Stored items from a collection
=== Begin Enclosure ===

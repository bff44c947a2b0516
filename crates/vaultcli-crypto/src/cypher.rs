use serde::{de::DeserializeOwned, Serialize};
use tracing::{debug, instrument};

use crate::{
    DataCypher, EncodingError, KeyWrap, Result, WorkspaceKey, WrappedWorkspaceKey,
};

/// # Cypher
///
/// Entry point for everything that touches secret payloads. A payload is always encrypted
/// with the workspace key, which is itself wrapped by `W` for the current member. Every
/// operation unwraps the key, uses it once and drops it.
///
/// ```
/// # use vaultcli_crypto::{Cypher, SymmetricWrap, CryptoError};
/// # fn main() -> Result<(), CryptoError> {
/// let cypher = Cypher::new(SymmetricWrap::new("passphrase"));
/// let wrapped = cypher.generate_wrapped_workspace_key(46)?;
///
/// let payload = cypher.encrypt(&wrapped, b"hello")?;
/// assert_eq!(cypher.decrypt_to_string(&wrapped, &payload)?, "hello");
/// # Ok(())
/// # }
/// ```
#[derive(Debug)]
pub struct Cypher<W: KeyWrap> {
    wrap: W,
}

impl<W: KeyWrap> Cypher<W> {
    /// Build a façade over a key wrapping scheme.
    pub fn new(wrap: W) -> Self {
        Self { wrap }
    }

    /// The key wrapping scheme in use.
    pub fn key_wrap(&self) -> &W {
        &self.wrap
    }

    /// Recover the raw workspace key from its wrapped form.
    pub fn unwrap_workspace_key(&self, wrapped: &WrappedWorkspaceKey) -> Result<WorkspaceKey> {
        self.wrap.unwrap(wrapped)
    }

    /// Create a new random workspace key of `size` bytes, returned already wrapped.
    #[instrument(skip(self), err)]
    pub fn generate_wrapped_workspace_key(&self, size: usize) -> Result<WrappedWorkspaceKey> {
        let key = WorkspaceKey::generate(size);
        self.wrap.wrap(&key)
    }

    /// Decrypt a payload encrypted with the workspace key.
    #[instrument(skip_all, err)]
    pub fn decrypt(&self, wrapped: &WrappedWorkspaceKey, payload: &str) -> Result<Vec<u8>> {
        let cypher = self.data_cypher(wrapped)?;
        cypher.decrypt_bytes(payload)
    }

    /// Decrypt a payload and interpret it as UTF-8 text.
    pub fn decrypt_to_string(&self, wrapped: &WrappedWorkspaceKey, payload: &str) -> Result<String> {
        let cypher = self.data_cypher(wrapped)?;
        cypher.decrypt(payload)
    }

    /// Encrypt `plaintext` with the workspace key and return the base64 envelope.
    #[instrument(skip_all, err)]
    pub fn encrypt(&self, wrapped: &WrappedWorkspaceKey, plaintext: &[u8]) -> Result<String> {
        let cypher = self.data_cypher(wrapped)?;
        cypher.encrypt(plaintext)
    }

    /// Serialize `value` as JSON and encrypt it.
    pub fn encrypt_json<T: Serialize + ?Sized>(
        &self,
        wrapped: &WrappedWorkspaceKey,
        value: &T,
    ) -> Result<String> {
        let json = serde_json::to_vec(value).map_err(EncodingError::InvalidJson)?;
        self.encrypt(wrapped, &json)
    }

    /// Decrypt a payload holding a JSON document and deserialize it.
    pub fn decrypt_json<T: DeserializeOwned>(
        &self,
        wrapped: &WrappedWorkspaceKey,
        payload: &str,
    ) -> Result<T> {
        let json = self.decrypt(wrapped, payload)?;
        Ok(serde_json::from_slice(&json).map_err(EncodingError::InvalidJson)?)
    }

    fn data_cypher(&self, wrapped: &WrappedWorkspaceKey) -> Result<DataCypher> {
        let key = self.unwrap_workspace_key(wrapped)?;
        debug!(len = key.len(), "Unwrapped workspace key");
        Ok(DataCypher::from_workspace_key(&key))
    }
}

=== End Enclosure ===

Copy exactly the lines above, from the one containing "the base64 envelope." through the very last line.

    /// Encrypt `plaintext` with the workspace key and return the base64 envelope.
    #[instrument(skip_all, err)]
    pub fn encrypt(&self, wrapped: &WrappedWorkspaceKey, plaintext: &[u8]) -> Result<String> {
        let cypher = self.data_cypher(wrapped)?;
        cypher.encrypt(plaintext)
    }

    /// Serialize `value` as JSON and encrypt it.
    pub fn encrypt_json<T: Serialize + ?Sized>(
        &self,
        wrapped: &WrappedWorkspaceKey,
        value: &T,
    ) -> Result<String> {
        let json = serde_json::to_vec(value).map_err(EncodingError::InvalidJson)?;
        self.encrypt(wrapped, &json)
    }

    /// Decrypt a payload holding a JSON document and deserialize it.
    pub fn decrypt_json<T: DeserializeOwned>(
        &self,
        wrapped: &WrappedWorkspaceKey,
        payload: &str,
    ) -> Result<T> {
        let json = self.decrypt(wrapped, payload)?;
        Ok(serde_json::from_slice(&json).map_err(EncodingError::InvalidJson)?)
    }

    fn data_cypher(&self, wrapped: &WrappedWorkspaceKey) -> Result<DataCypher> {
        let key = self.unwrap_workspace_key(wrapped)?;
        debug!(len = key.len(), "Unwrapped workspace key");
        Ok(DataCypher::from_workspace_key(&key))
    }
}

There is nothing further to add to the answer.